//! Terminal dashboard for the parley proxy.
//!
//! The [`Dashboard`] drives every admin workflow through the proxy's HTTP
//! routes; the `parley` binary maps subcommands onto it and prints the
//! [`render`]ed result.

pub mod client;
pub mod dashboard;
pub mod overview;
pub mod render;
pub mod session;

pub use client::{ApiClient, ApiConfig};
pub use dashboard::Dashboard;
pub use session::SessionContext;

#[cfg(test)]
mod tests;
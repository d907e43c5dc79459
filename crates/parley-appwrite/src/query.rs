//! Encoding of [`ListQuery`] into Appwrite `queries[]` parameters.
//!
//! Each query is a JSON object such as
//! `{"method":"equal","attribute":"intent_tag","values":["greeting"]}`.

use parley_core::{Filter, ListQuery};
use serde_json::json;

/// Encode `query` as the ordered list of `queries[]` values:
/// limit, offset, filters, then ordering.
pub fn encode_queries(query: &ListQuery) -> Vec<String> {
  let mut out = Vec::new();

  if let Some(limit) = query.limit {
    out.push(json!({ "method": "limit", "values": [limit] }).to_string());
  }
  if let Some(offset) = query.offset {
    out.push(json!({ "method": "offset", "values": [offset] }).to_string());
  }
  for filter in &query.filters {
    match filter {
      Filter::Equal { attribute, value } => out.push(
        json!({ "method": "equal", "attribute": attribute, "values": [value] })
          .to_string(),
      ),
    }
  }
  if let Some(attribute) = &query.order_desc {
    out.push(json!({ "method": "orderDesc", "attribute": attribute }).to_string());
  }

  out
}

#[cfg(test)]
mod tests {
  use serde_json::{Value, json};

  use super::*;

  fn parsed(query: &ListQuery) -> Vec<Value> {
    encode_queries(query)
      .iter()
      .map(|s| serde_json::from_str(s).unwrap())
      .collect()
  }

  #[test]
  fn empty_query_encodes_nothing() {
    assert!(encode_queries(&ListQuery::new()).is_empty());
  }

  #[test]
  fn tag_filter_follows_limit() {
    let q = ListQuery::new().limit(100).equal("intent_tag", "greeting");
    assert_eq!(parsed(&q), vec![
      json!({ "method": "limit", "values": [100] }),
      json!({ "method": "equal", "attribute": "intent_tag", "values": ["greeting"] }),
    ]);
  }

  #[test]
  fn stats_logs_query() {
    let q = ListQuery::new().limit(100).order_desc("$createdAt");
    assert_eq!(parsed(&q), vec![
      json!({ "method": "limit", "values": [100] }),
      json!({ "method": "orderDesc", "attribute": "$createdAt" }),
    ]);
  }

  #[test]
  fn offset_is_encoded_after_limit() {
    let q = ListQuery::new().limit(100).offset(200);
    assert_eq!(parsed(&q)[1], json!({ "method": "offset", "values": [200] }));
  }
}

__________________________________________________

Go through the listing and copy each line with the string "method".

Your solution
//! `{"method":"equal","attribute":"intent_tag","values":["greeting"]}`.
    out.push(json!({ "method": "limit", "values": [limit] }).to_string());
    out.push(json!({ "method": "offset", "values": [offset] }).to_string());
        json!({ "method": "equal", "attribute": attribute, "values": [value] })
    out.push(json!({ "method": "orderDesc", "attribute": attribute }).to_string());
      json!({ "method": "limit", "values": [100] }),
      json!({ "method": "equal", "attribute": "intent_tag", "values": ["greeting"] }),
      json!({ "method": "limit", "values": [100] }),
      json!({ "method": "orderDesc", "attribute": "$createdAt" }),
    assert_eq!(parsed(&q)[1], json!({ "method": "offset", "values": [200] }));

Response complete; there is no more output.